In a 2006 review, Sarah Warn of AfterEllen criticized the film's plot as "predictable" and its characters as "stereotypical". In 2015, Elaine Atwell, also writing for AfterEllen, gave the movie high praise, labeling it as one of the best queer films she had seen. Curve called the film an "incredible comedy" that "redefined lesbian film."

===Awards===
The film won the Audience Award and the Graine de Cinéphage Award at the 2000 Créteil International Women's Film Festival. It was nominated by the Political Film Society of America for the PFS Award in the categories of Human Rights and Exposé the same year.

==Music==
Pat Irwin composed the score for But I'm a Cheerleader. The soundtrack has never been released on CD. Artists featured include Saint Etienne, Dressy Bessy, April March and RuPaul.

Track listing
1. "Chick Habit (Laisse tomber les filles)" (Elinor Blake, Serge Gainsbourg) performed by April March
2. "Just Like Henry" (Tammy Ealom, John Hill, Rob Greene, Darren Albert) performed by Dressy Bessy
3. "If You Should Try to Kiss Her" (Ealom, Hill, Greene, Albert) performed by Dressy Bessy
4. "Trailer Song" (Courtney Holt, Joy Ray) performed by Sissy Bar
5. "All or Nothing" (Cris Owen, Miisa) performed by Miisa
6. "We're in the City" (Sarah Cracknell, Bob Stanley, Pete Wiggs) performed by Saint Etienne
7. "The Swisher" (Dave Moss, Ian Rich) performed by Summer's Eve
8. "Funnel of Love" (Kent Westbury, Charlie McCoy) performed by Wanda Jackson
9. "Ray of Sunshine" (Go Sailor) performed by Go Sailor
10. "Glass Vase Cello Case" (Madigan Shive, Jen Wood) performed by Tattle Tale
11. "Party Train" (RuPaul) performed by RuPaul
12. "Evening in Paris" (Lois Maffeo) performed by Lois Maffeo
13. "Together Forever in Love" (Go Sailor) performed by Go Sailor

== Legacy ==
The music video for the 2021 song "Silk Chiffon" by musical group Muna with Phoebe Bridgers pays homage to But I'm a Cheerleader and features much of the film's iconography. Guitarist Naomi McPherson said they wanted "a song for kids to have their first gay kiss to."

===Musical===
In 2005, the New York Musical Theatre Festival featured a musical stage adaptation of But I'm a Cheerleader written by lyricist Bill Augustin and composer Andrew Abrams. With 18 original songs, it was directed by Daniel Goldstein and starred Chandra Lee Schwartz as Megan. It played during September 2005 at New York's Theatre at St. Clement's. The musical was also performed as part of MT Fest UK from February 18 to 20, 2019 at The Other Palace in London, with a cast featuring Bronté Barbé as Megan, Carrie Hope Fletcher as Graham, Jamie Muscato as Jared, Matt Henry as Mike, Ben Forster as Larry, Stephen Hogan as Lloyd and Luke Bayer as Clayton.
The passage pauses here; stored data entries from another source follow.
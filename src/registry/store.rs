//! Registry persistence.

use std::collections::{BTreeMap, HashSet};
use std::path::{Path, PathBuf};
use std::sync::Mutex;

use serde::{Deserialize, Serialize};

use super::manifest::Provider;
use super::RegistryError;

/// Persisted registry state: install order plus providers by id.
#[derive(Debug, Clone, Default, PartialEq, Eq, Serialize, Deserialize)]
pub struct RegistrySnapshot {
    #[serde(default)]
    pub order: Vec<String>,
    #[serde(default)]
    pub providers: BTreeMap<String, Provider>,
}

impl RegistrySnapshot {
    /// Drop stale and duplicate ids from `order`, then append ids present in
    /// `providers` but missing from it. Returns whether anything changed.
    pub fn heal(&mut self) -> bool {
        let before = self.order.len();
        let mut seen = HashSet::new();
        self.order
            .retain(|id| self.providers.contains_key(id) && seen.insert(id.clone()));
        let mut changed = self.order.len() != before;

        for id in self.providers.keys() {
            if !seen.contains(id) {
                self.order.push(id.clone());
                changed = true;
            }
        }
        changed
    }

    /// Providers in install order.
    pub fn ordered(&self) -> Vec<Provider> {
        self.order
            .iter()
            .filter_map(|id| self.providers.get(id).cloned())
            .collect()
    }

    /// Insert or replace by id, appending to the order only when new.
    pub fn upsert(&mut self, provider: Provider) -> bool {
        let id = provider.id.clone();
        let is_new = self.providers.insert(id.clone(), provider).is_none();
        if is_new && !self.order.contains(&id) {
            self.order.push(id);
        }
        is_new
    }

    pub fn remove(&mut self, id: &str) -> bool {
        let removed = self.providers.remove(id).is_some();
        let before = self.order.len();
        self.order.retain(|o| o != id);
        removed || self.order.len() != before
    }
}

/// Where a registry keeps its snapshot.
pub trait RegistryStore: Send + Sync {
    fn load(&self) -> Result<RegistrySnapshot, RegistryError>;
    fn save(&self, snapshot: &RegistrySnapshot) -> Result<(), RegistryError>;
}

/// `providers.json` on disk. A missing file is an empty registry.
#[derive(Debug, Clone)]
pub struct JsonFileStore {
    path: PathBuf,
}

impl JsonFileStore {
    pub fn new(path: impl Into<PathBuf>) -> Self {
        Self { path: path.into() }
    }

    pub fn path(&self) -> &Path {
        &self.path
    }
}

impl RegistryStore for JsonFileStore {
    fn load(&self) -> Result<RegistrySnapshot, RegistryError> {
        if !self.path.exists() {
            return Ok(RegistrySnapshot::default());
        }
        let content = std::fs::read_to_string(&self.path)?;
        if content.trim().is_empty() {
            return Ok(RegistrySnapshot::default());
        }
        Ok(serde_json::from_str(&content)?)
    }

    fn save(&self, snapshot: &RegistrySnapshot) -> Result<(), RegistryError> {
        if let Some(parent) = self.path.parent() {
            std::fs::create_dir_all(parent)?;
        }
        // Atomic replace via rename
        let tmp = self.path.with_extension("json.tmp");
        std::fs::write(&tmp, serde_json::to_vec_pretty(snapshot)?)?;
        std::fs::rename(&tmp, &self.path)?;
        Ok(())
    }
}

/// In-process store for tests and embedding.
#[derive(Debug, Default)]
pub struct MemoryStore {
    snapshot: Mutex<RegistrySnapshot>,
}

impl MemoryStore {
    pub fn new() -> Self {
        Self::default()
    }

    pub fn with_snapshot(snapshot: RegistrySnapshot) -> Self {
        Self {
            snapshot: Mutex::new(snapshot),
        }
    }
}

impl RegistryStore for MemoryStore {
    fn load(&self) -> Result<RegistrySnapshot, RegistryError> {
        Ok(self
            .snapshot
            .lock()
            .map_err(|_| RegistryError::Poisoned)?
            .clone())
    }

    fn save(&self, snapshot: &RegistrySnapshot) -> Result<(), RegistryError> {
        *self.snapshot.lock().map_err(|_| RegistryError::Poisoned)? = snapshot.clone();
        Ok(())
    }
}

#[cfg(test)]
mod tests {
    use std::collections::BTreeSet;

    use super::*;

    fn provider(id: &str) -> Provider {
        Provider {
            id: id.to_string(),
            name: id.to_uppercase(),
            version: "1.0.0".to_string(),
            base_url: format!("https://{id}.test"),
            original_manifest_url: format!("https://{id}.test/manifest.json"),
            supported_types: BTreeSet::from(["movie".to_string()]),
            stream_capable: true,
            id_prefixes: BTreeSet::new(),
            resource_id_prefixes: BTreeSet::new(),
            description: None,
            logo: None,
        }
    }

    #[test]
    fn heal_filters_stale_and_appends_missing() {
        let mut snapshot = RegistrySnapshot {
            order: vec!["gone".into(), "b".into(), "b".into()],
            providers: BTreeMap::from([("a".into(), provider("a")), ("b".into(), provider("b"))]),
        };
        assert!(snapshot.heal());
        assert_eq!(snapshot.order, ["b", "a"]);
        assert!(!snapshot.heal());
    }

    #[test]
    fn upsert_keeps_position() {
        let mut snapshot = RegistrySnapshot::default();
        assert!(snapshot.upsert(provider("a")));
        assert!(snapshot.upsert(provider("b")));

        let mut updated = provider("a");
        updated.version = "2.0.0".into();
        assert!(!snapshot.upsert(updated));

        let ordered = snapshot.ordered();
        assert_eq!(ordered[0].id, "a");
        assert_eq!(ordered[0].version, "2.0.0");
        assert_eq!(snapshot.order.len(), 2);
    }

    #[test]
    fn json_store_round_trips_through_disk() {
        let dir = tempfile::tempdir().unwrap();
        let store = JsonFileStore::new(dir.path().join("nested").join("providers.json"));
        assert_eq!(store.load().unwrap(), RegistrySnapshot::default());

        let mut snapshot = RegistrySnapshot::default();
        snapshot.upsert(provider("a"));
        store.save(&snapshot).unwrap();

        assert_eq!(store.load().unwrap(), snapshot);
        assert!(!store.path().with_extension("json.tmp").exists());
    }

    #[test]
    fn corrupt_file_is_an_error() {
        let dir = tempfile::tempdir().unwrap();
        let path = dir.path().join("providers.json");
        std::fs::write(&path, "{not json").unwrap();
        assert!(matches!(
            JsonFileStore::new(path).load(),
            Err(RegistryError::Serde(_))
        ));
    }
}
A production of the musical played at the Turbine Theatre in London, beginning previews February 18, 2022. It opened on February 23 and ran until April 16. It was directed by Tania Azevedo, choreographed by Alexzandra Sarmiento, and produced by Paul Taylor-Mills and Bill Kenwright in association with Adam Bialow, with lighting by Martha Godfrey. The musical returned to the Turbine Theatre later that year, running from October 7 to November 27.